There is no question that the LGTCA imposes limits on a local government's liability, or that the verdict in this case was required to be reduced. The question here is how those limits apply to the facts in this case, and thus, what is the appropriate amount of the reduction in the verdict.

The LGTCA provides, in relevant part, as follows:

[T]he liability of a local government may not exceed $ 200,000 per an individual claim, and $ 500,000 per total claims that arise from the same occurrence for damages resulting from tortious acts or omissions, or liability arising under subsection (b) of this section and indemnification under subsection (c) of this section.

Md.Code (2006 Repl.Vol., 2010 Supp.) § 5–303 of the Courts and Judicial Proceedings Article (“C.J.P.”).

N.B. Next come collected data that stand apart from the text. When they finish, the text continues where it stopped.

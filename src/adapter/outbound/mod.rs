//! Outbound adapters (driven side).

pub mod idempotency;
pub mod memory;
pub mod paper;

pub use idempotency::MemoryIdempotencyStore;
pub use memory::MemoryLedger;
pub use paper::PaperVenue;
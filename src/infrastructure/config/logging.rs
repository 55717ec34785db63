//! Logging configuration and initialization.

use serde::Deserialize;
use tracing_subscriber::{fmt, EnvFilter};

/// Logging configuration.
///
/// `RUST_LOG` takes precedence over `level` when set.
#[derive(Debug, Clone, Deserialize)]
pub struct LoggingConfig {
    #[serde(default = "default_level")]
    pub level: String,
    /// `pretty` or `json`.
    #[serde(default = "default_format")]
    pub format: String,
}

fn default_level() -> String {
    "info".into()
}

fn default_format() -> String {
    "pretty".into()
}

impl LoggingConfig {
    /// Install the global tracing subscriber, writing to stderr.
    ///
    /// A second call in the same process is a no-op.
    pub fn init(&self) {
        let filter =
            EnvFilter::try_from_default_env().unwrap_or_else(|_| EnvFilter::new(&self.level));

        let _ = match self.format.as_str() {
            "json" => fmt()
                .json()
                .with_env_filter(filter)
                .with_writer(std::io::stderr)
                .try_init(),
            _ => fmt()
                .with_env_filter(filter)
                .with_writer(std::io::stderr)
                .try_init(),
        };
    }
}

impl Default for LoggingConfig {
    fn default() -> Self {
        Self {
            level: default_level(),
            format: default_format(),
        }
    }
}
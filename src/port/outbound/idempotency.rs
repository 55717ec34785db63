//! Idempotency store port.

use std::time::Duration;

use async_trait::async_trait;

use crate::error::Result;

/// Key/value store with an atomic set-if-absent and TTL.
///
/// Equivalent to `SETNX` + `EXPIRE` executed as one operation: there must be
/// no window between the existence check and the write.
#[async_trait]
pub trait IdempotencyStore: Send + Sync {
    /// Record `key` if it is absent or expired.
    ///
    /// Returns `true` if this call created the record, `false` if a live
    /// record already existed. Among concurrent callers with the same key,
    /// exactly one observes `true`.
    async fn set_if_absent(&self, key: &str, ttl: Duration) -> Result<bool>;

    /// Evict expired records. Returns the number removed.
    async fn evict_expired(&self) -> Result<usize>;
}
//! Ordergate - order management and risk-control plane.
//!
//! Sits between a trading decision layer and a set of execution venues.
//! Decisions pass freshness and idempotency checks and a pre-commit safety
//! gate, are routed to the cheapest venue within a latency cap, and become
//! orders tracked by a strict state machine. A reconciler keeps the ledger
//! and the venues in agreement.
//!
//! # Architecture
//!
//! - [`domain`] - Orders, decisions, verdicts, venues, clock checks
//! - [`port`] - Ledger, venue adapter and idempotency store traits
//! - [`application`] - Safety gate, keyer, router, OMS, reconciler, admission
//! - [`adapter`] - In-memory ledger and store, paper venue, CLI
//! - [`infrastructure`] - Configuration, composition root, scheduler
//!
//! # Features
//!
//! - `testkit` - Builders and a paper-venue harness for integration tests
//!
//! # Example
//!
//! ```no_run
//! use ordergate::application::router::VenueRouter;
//! use ordergate::domain::Venue;
//!
//! let venues = vec![
//!     Venue::new("BYBIT", 0.0006, 0.0001, 35, 0.70),
//!     Venue::new("OKX", 0.0004, 0.00012, 40, 0.65),
//! ];
//! let best = VenueRouter::default().pick_best(&venues, 50);
//! ```

pub mod adapter;
pub mod application;
pub mod domain;
pub mod error;
pub mod infrastructure;
pub mod port;

#[cfg(any(test, feature = "testkit"))]
pub mod testkit;
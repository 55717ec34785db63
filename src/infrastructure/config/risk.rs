//! Safety gate thresholds.

use rust_decimal::Decimal;
use serde::Deserialize;

use crate::application::safety::RiskLimits;

/// Risk configuration. Fractions are of NAV.
#[derive(Debug, Clone, Deserialize)]
pub struct RiskConfig {
    #[serde(default = "default_portfolio_notional_cap")]
    pub portfolio_notional_cap: Decimal,
    #[serde(default = "default_daily_loss_cap")]
    pub daily_loss_cap: Decimal,
    /// Peak-to-trough drawdown at which trading stops.
    #[serde(default = "default_mdd_brake")]
    pub mdd_brake: Decimal,
    #[serde(default = "default_per_trade_risk_max")]
    pub per_trade_risk_max: Decimal,
    #[serde(default = "default_max_clock_skew_ms")]
    pub max_clock_skew_ms: u64,
}

fn default_portfolio_notional_cap() -> Decimal {
    Decimal::new(12, 2)
}

fn default_daily_loss_cap() -> Decimal {
    Decimal::new(2, 2)
}

fn default_mdd_brake() -> Decimal {
    Decimal::new(7, 2)
}

fn default_per_trade_risk_max() -> Decimal {
    Decimal::new(5, 3)
}

const fn default_max_clock_skew_ms() -> u64 {
    100
}

impl Default for RiskConfig {
    fn default() -> Self {
        Self {
            portfolio_notional_cap: default_portfolio_notional_cap(),
            daily_loss_cap: default_daily_loss_cap(),
            mdd_brake: default_mdd_brake(),
            per_trade_risk_max: default_per_trade_risk_max(),
            max_clock_skew_ms: default_max_clock_skew_ms(),
        }
    }
}

impl From<&RiskConfig> for RiskLimits {
    fn from(config: &RiskConfig) -> Self {
        Self {
            portfolio_notional_cap: config.portfolio_notional_cap,
            daily_loss_cap: config.daily_loss_cap,
            mdd_brake: config.mdd_brake,
            per_trade_risk_max: config.per_trade_risk_max,
            max_clock_skew_ms: config.max_clock_skew_ms,
        }
    }
}
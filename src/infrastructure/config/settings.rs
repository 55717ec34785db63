//! Application configuration loading and validation.
//!
//! Provides the main [`Config`] struct that aggregates all control-plane
//! settings. Every section is optional; omitted values take the defaults
//! documented on each section.
//!
//! # Example
//!
//! ```no_run
//! use ordergate::infrastructure::config::Config;
//!
//! fn main() -> Result<(), Box<dyn std::error::Error>> {
//!     let config = Config::load("config.toml")?;
//!     config.init_logging();
//!     Ok(())
//! }
//! ```

use std::collections::HashSet;
use std::path::Path;

use rust_decimal::Decimal;
use serde::Deserialize;

use super::clock::ClockConfig;
use super::idempotency::IdempotencyConfig;
use super::logging::LoggingConfig;
use super::reconcile::ReconcileConfig;
use super::risk::RiskConfig;
use super::router::RouterConfig;
use super::venue::{default_venues, VenueConfig};
use crate::domain::Venue;
use crate::error::{ConfigError, Result};

/// Main application configuration.
///
/// Load from a TOML file with [`Config::load`] or parse directly with
/// [`Config::parse_toml`]. Both validate before returning.
#[derive(Debug, Clone, Deserialize)]
pub struct Config {
    #[serde(default)]
    pub logging: LoggingConfig,

    /// Safety gate thresholds.
    #[serde(default)]
    pub risk: RiskConfig,

    /// Event freshness limits on the admission path.
    #[serde(default)]
    pub clock: ClockConfig,

    #[serde(default)]
    pub idempotency: IdempotencyConfig,

    /// Venue scoring weights and latency cap.
    #[serde(default)]
    pub router: RouterConfig,

    #[serde(default)]
    pub reconcile: ReconcileConfig,

    /// Venues available for routing, in tie-break order.
    #[serde(default = "default_venues")]
    pub venues: Vec<VenueConfig>,
}

impl Default for Config {
    fn default() -> Self {
        Self {
            logging: LoggingConfig::default(),
            risk: RiskConfig::default(),
            clock: ClockConfig::default(),
            idempotency: IdempotencyConfig::default(),
            router: RouterConfig::default(),
            reconcile: ReconcileConfig::default(),
            venues: default_venues(),
        }
    }
}

impl Config {
    /// Parse configuration from TOML content.
    ///
    /// # Errors
    ///
    /// Returns an error if the TOML is malformed or validation fails.
    #[allow(clippy::result_large_err)]
    pub fn parse_toml(content: &str) -> Result<Self> {
        let config: Self = toml::from_str(content).map_err(ConfigError::Parse)?;
        config.validate()?;
        Ok(config)
    }

    /// Load configuration from a TOML file.
    ///
    /// # Errors
    ///
    /// Returns an error if:
    /// - The file cannot be read
    /// - The TOML content is malformed
    /// - Validation fails
    #[allow(clippy::result_large_err)]
    pub fn load<P: AsRef<Path>>(path: P) -> Result<Self> {
        let content = std::fs::read_to_string(path).map_err(ConfigError::ReadFile)?;
        Self::parse_toml(&content)
    }

    /// Initialize tracing from the `[logging]` section.
    pub fn init_logging(&self) {
        self.logging.init();
    }

    /// Routing profiles of the configured venues.
    #[must_use]
    pub fn venue_profiles(&self) -> Vec<Venue> {
        self.venues.iter().map(Venue::from).collect()
    }

    /// Check that every value is within its acceptable range.
    ///
    /// # Errors
    ///
    /// Returns [`ConfigError::InvalidValue`] naming the first offending field,
    /// or [`ConfigError::MissingField`] for an unnamed venue.
    #[allow(clippy::result_large_err)]
    pub fn validate(&self) -> Result<()> {
        let risk = &self.risk;
        for (field, value) in [
            ("portfolio_notional_cap", risk.portfolio_notional_cap),
            ("daily_loss_cap", risk.daily_loss_cap),
            ("mdd_brake", risk.mdd_brake),
            ("per_trade_risk_max", risk.per_trade_risk_max),
        ] {
            if value <= Decimal::ZERO || value > Decimal::ONE {
                return Err(invalid(field, "must be greater than 0 and at most 1"));
            }
        }
        if risk.max_clock_skew_ms == 0 {
            return Err(invalid("max_clock_skew_ms", "must be greater than 0"));
        }

        if self.clock.max_skew_ms == 0 {
            return Err(invalid("max_skew_ms", "must be greater than 0"));
        }
        if self.clock.max_age_ms == 0 {
            return Err(invalid("max_age_ms", "must be greater than 0"));
        }

        let idem = &self.idempotency;
        if idem.ttl_secs == 0 {
            return Err(invalid("ttl_secs", "must be greater than 0"));
        }
        if idem.max_entries == 0 {
            return Err(invalid("max_entries", "must be greater than 0"));
        }
        if idem.gc_interval_secs == 0 {
            return Err(invalid("gc_interval_secs", "must be greater than 0"));
        }

        let router = &self.router;
        for (field, value) in [
            ("baseline_ms", router.baseline_ms),
            ("latency_weight", router.latency_weight),
            ("queue_weight", router.queue_weight),
        ] {
            if !value.is_finite() || value < 0.0 {
                return Err(invalid(field, "must be a finite number, 0 or greater"));
            }
        }
        if router.max_latency_ms == 0 {
            return Err(invalid("max_latency_ms", "must be greater than 0"));
        }

        if self.reconcile.interval_secs == 0 {
            return Err(invalid("interval_secs", "must be greater than 0"));
        }
        if self.reconcile.venue_timeout_ms == 0 {
            return Err(invalid("venue_timeout_ms", "must be greater than 0"));
        }

        self.validate_venues()
    }

    #[allow(clippy::result_large_err)]
    fn validate_venues(&self) -> Result<()> {
        if self.venues.is_empty() {
            return Err(ConfigError::MissingField { field: "venues" }.into());
        }
        let mut seen = HashSet::new();
        for venue in &self.venues {
            if venue.name.trim().is_empty() {
                return Err(ConfigError::MissingField { field: "venues.name" }.into());
            }
            if !seen.insert(venue.name.as_str()) {
                return Err(invalid("venues.name", format!("duplicate venue {}", venue.name)));
            }
            if !(0.0..=1.0).contains(&venue.queue_position) {
                return Err(invalid("venues.queue_position", "must be between 0 and 1"));
            }
            if !venue.taker_fee.is_finite() || !venue.maker_rebate.is_finite() {
                return Err(invalid("venues.taker_fee", "fees must be finite"));
            }
        }
        Ok(())
    }
}

fn invalid(field: &'static str, reason: impl Into<String>) -> crate::error::Error {
    ConfigError::InvalidValue {
        field,
        reason: reason.into(),
    }
    .into()
}

#[cfg(test)]
mod tests {
    use super::*;
    use crate::error::Error;
    use rust_decimal_macros::dec;

    #[test]
    fn empty_file_takes_defaults() {
        let config = Config::parse_toml("").unwrap();
        assert_eq!(config.risk.portfolio_notional_cap, dec!(0.12));
        assert_eq!(config.risk.per_trade_risk_max, dec!(0.005));
        assert_eq!(config.clock.max_age_ms, 500);
        assert_eq!(config.idempotency.ttl_secs, 86_400);
        assert_eq!(config.router.max_latency_ms, 50);
        assert_eq!(config.reconcile.interval_secs, 30);
        let names: Vec<_> = config.venues.iter().map(|v| v.name.as_str()).collect();
        assert_eq!(names, ["BYBIT", "KRAKEN", "OKX"]);
    }

    #[test]
    fn sections_override_defaults() {
        let config = Config::parse_toml(
            r#"
            [risk]
            mdd_brake = 0.1

            [router]
            max_latency_ms = 40

            [[venues]]
            name = "binance"
            taker_fee = 0.001
            p99_latency_ms = 20
            queue_position = 0.5
            "#,
        )
        .unwrap();
        assert_eq!(config.risk.mdd_brake, dec!(0.1));
        assert_eq!(config.risk.daily_loss_cap, dec!(0.02));
        assert_eq!(config.router.max_latency_ms, 40);
        assert_eq!(config.venues.len(), 1);
        assert_eq!(config.venue_profiles()[0].maker_rebate, 0.0);
    }

    #[test]
    fn fraction_above_one_is_invalid() {
        let err = Config::parse_toml("[risk]\ndaily_loss_cap = 1.5\n").unwrap_err();
        assert!(matches!(
            err,
            Error::Config(ConfigError::InvalidValue {
                field: "daily_loss_cap",
                ..
            })
        ));
    }

    #[test]
    fn duplicate_venue_names_are_invalid() {
        let toml = r#"
            [[venues]]
            name = "a"
            taker_fee = 0.001
            p99_latency_ms = 20
            queue_position = 0.5

            [[venues]]
            name = "a"
            taker_fee = 0.002
            p99_latency_ms = 30
            queue_position = 0.5
        "#;
        let err = Config::parse_toml(toml).unwrap_err();
        assert!(matches!(
            err,
            Error::Config(ConfigError::InvalidValue {
                field: "venues.name",
                ..
            })
        ));
    }

    #[test]
    fn malformed_toml_is_a_parse_error() {
        let err = Config::parse_toml("[risk\n").unwrap_err();
        assert!(matches!(err, Error::Config(ConfigError::Parse(_))));
    }
}
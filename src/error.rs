use thiserror::Error;

use crate::domain::id::{OrderId, VenueId};
use crate::domain::order::OrderStatus;

/// Configuration-related errors with structured variants.
#[derive(Error, Debug)]
pub enum ConfigError {
    #[error("missing required field: {field}")]
    MissingField { field: &'static str },

    #[error("invalid value for {field}: {reason}")]
    InvalidValue { field: &'static str, reason: String },

    #[error("failed to read config file: {0}")]
    ReadFile(#[source] std::io::Error),

    #[error("failed to parse config: {0}")]
    Parse(#[source] toml::de::Error),
}

/// Order state machine and submission invariant violations.
///
/// These indicate upstream dedupe or state-machine misuse and are never
/// swallowed: they surface to the caller of `submit`, `replace` or
/// `reconcile_all` as hard errors.
#[derive(Error, Debug, Clone, PartialEq, Eq)]
pub enum OrderError {
    #[error("invalid transition from {from} to {to} for order {order_id}")]
    InvalidTransition {
        order_id: OrderId,
        from: OrderStatus,
        to: OrderStatus,
    },

    #[error("client key {client_key} already belongs to order {existing}")]
    DuplicateClientKey {
        client_key: String,
        existing: OrderId,
    },

    #[error("order not found: {0}")]
    NotFound(OrderId),
}

/// Venue adapter failures.
///
/// Treated as "unknown state for this venue this cycle": reconciliation
/// excludes the venue rather than aborting the run.
#[derive(Error, Debug, Clone, PartialEq, Eq)]
pub enum VenueError {
    #[error("venue {venue} unavailable: {reason}")]
    Unavailable { venue: VenueId, reason: String },

    #[error("venue {venue} timed out after {timeout_ms}ms")]
    Timeout { venue: VenueId, timeout_ms: u64 },

    #[error("venue {venue} rejected request: {reason}")]
    Rejected { venue: VenueId, reason: String },

    #[error("unknown venue: {0}")]
    UnknownVenue(VenueId),
}

/// Venue selection failures.
#[derive(Error, Debug, Clone, PartialEq, Eq)]
pub enum RoutingError {
    #[error("no venue within {max_latency_ms}ms p99 latency")]
    NoEligibleVenue { max_latency_ms: u32 },
}

#[derive(Error, Debug)]
pub enum Error {
    #[error(transparent)]
    Config(#[from] ConfigError),

    #[error(transparent)]
    Order(#[from] OrderError),

    #[error(transparent)]
    Venue(#[from] VenueError),

    #[error(transparent)]
    Routing(#[from] RoutingError),

    #[error("JSON error: {0}")]
    Json(#[from] serde_json::Error),

    #[error("IO error: {0}")]
    Io(#[from] std::io::Error),
}

pub type Result<T> = std::result::Result<T, Error>;

impl Error {
    /// True for errors that indicate state-machine or dedupe misuse.
    #[must_use]
    pub const fn is_invariant_violation(&self) -> bool {
        matches!(self, Self::Order(_))
    }
}
//! `ordergate run`

use tokio::sync::watch;
use tracing::{error, info};

use super::command::RunArgs;
use super::{load_config, output};
use crate::error::Result;
use crate::infrastructure::bootstrap;

/// Reconcile paper venues, once or on schedule until ctrl-c.
///
/// A dry run: the ledger starts empty and no real venue is contacted.
pub async fn execute(args: &RunArgs, as_json: bool) -> Result<()> {
    let config = load_config(&args.config)?;
    config.init_logging();
    info!(once = args.once, venues = config.venues.len(), "ordergate starting");

    let plane = bootstrap::build_paper(&config);

    if args.once {
        let result = plane.reconciler.reconcile_all().await;
        plane.shutdown().await;
        let report = result?;
        if as_json {
            return output::json(&report);
        }
        output::section("Reconciliation");
        output::warning("Dry run: empty in-memory ledger against paper venues");
        output::field("Cancelled", report.cancelled_stale);
        output::field("Replaced", report.replaced);
        output::field("Ack synced", report.ack_synced);
        output::field("Skipped", report.skipped);
        if report.unreachable_venues.is_empty() {
            output::success("All venues reachable");
        } else {
            output::warning(&format!(
                "Unreachable: {}",
                report
                    .unreachable_venues
                    .iter()
                    .map(ToString::to_string)
                    .collect::<Vec<_>>()
                    .join(", ")
            ));
        }
        return Ok(());
    }

    let (shutdown_tx, shutdown_rx) = watch::channel(false);
    let mut handle = tokio::spawn(plane.scheduler(&config).run(shutdown_rx));

    tokio::select! {
        result = &mut handle => {
            if let Err(e) = result {
                error!(error = %e, "Scheduler task failed");
            }
        }
        _ = tokio::signal::ctrl_c() => {
            info!("Shutdown signal received");
            let _ = shutdown_tx.send(true);
            if let Err(e) = handle.await {
                error!(error = %e, "Scheduler task failed");
            }
        }
    }

    plane.shutdown().await;
    info!("ordergate stopped");
    Ok(())
}
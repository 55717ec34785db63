#![allow(dead_code)]

pub mod config;

use chrono::{DateTime, Utc};
use ordergate::application::safety::SafetyGate;
use ordergate::domain::{ApprovedDecision, Decision, Portfolio, Verdict};
use rust_decimal_macros::dec;

/// Run `decision` through a default gate against a roomy portfolio.
pub fn approve(decision: Decision) -> ApprovedDecision {
    match SafetyGate::default().evaluate(decision, &Portfolio::flat(dec!(1000000)), 0) {
        Verdict::Approved(approved) => approved,
        Verdict::Vetoed(vetoed) => panic!("expected approval, vetoed with {}", vetoed.reason()),
    }
}

/// Epoch seconds of `now`, millisecond precision.
pub fn epoch_secs(now: DateTime<Utc>) -> f64 {
    now.timestamp_millis() as f64 / 1000.0
}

The circuit court found that the case involved three individual claims, one involving the estate of Mr. Johnson and two involving the wrongful death claims of his two sons. The court further found that, although there were three claims with a statutory cap of $200,000 per individual claim, there was only one occurrence, resulting in a cap of $500,000. Each of the parties assert error in this ruling.

Appellants argue that there was only one claim in this case, and the court erred in finding that there were three claims. They argue that only Mr. Johnson was directly injured in the incident, and the claims by his sons for losses due to his wrongful death were derivative actions that, taken together with Mr. Johnson's survival claim, are subject to the individual claim limitation in the LGTCA. Thus, they argue, the circuit court should have reduced the total judgment against the three officers to $200,000.

Appellees argue that the circuit court properly found that there were three claims pursuant to the LGTCA, asserting that the injuries suffered by Mr. Johnson's two children were separate and distinct, and therefore, independent from the survivorship claim brought on behalf of the Estate of Mr. Johnson. Appellees argue, however, that the court “erred in determining that there was a single occurrence where the evidence established two separate and distinct causes of Mr. Johnson's injuries.” They argue that, “after Officer Leake's negligent conduct concluded, Officers Ferdinand and Riser subsequently pulled Mr. Johnson from the van in such a way as to cause a separate, although related, injury resulting in total paralysis.” Pursuant to appellees' argument that there were three claims and two occurrences involved, the proper judgment would have been $1,000,000.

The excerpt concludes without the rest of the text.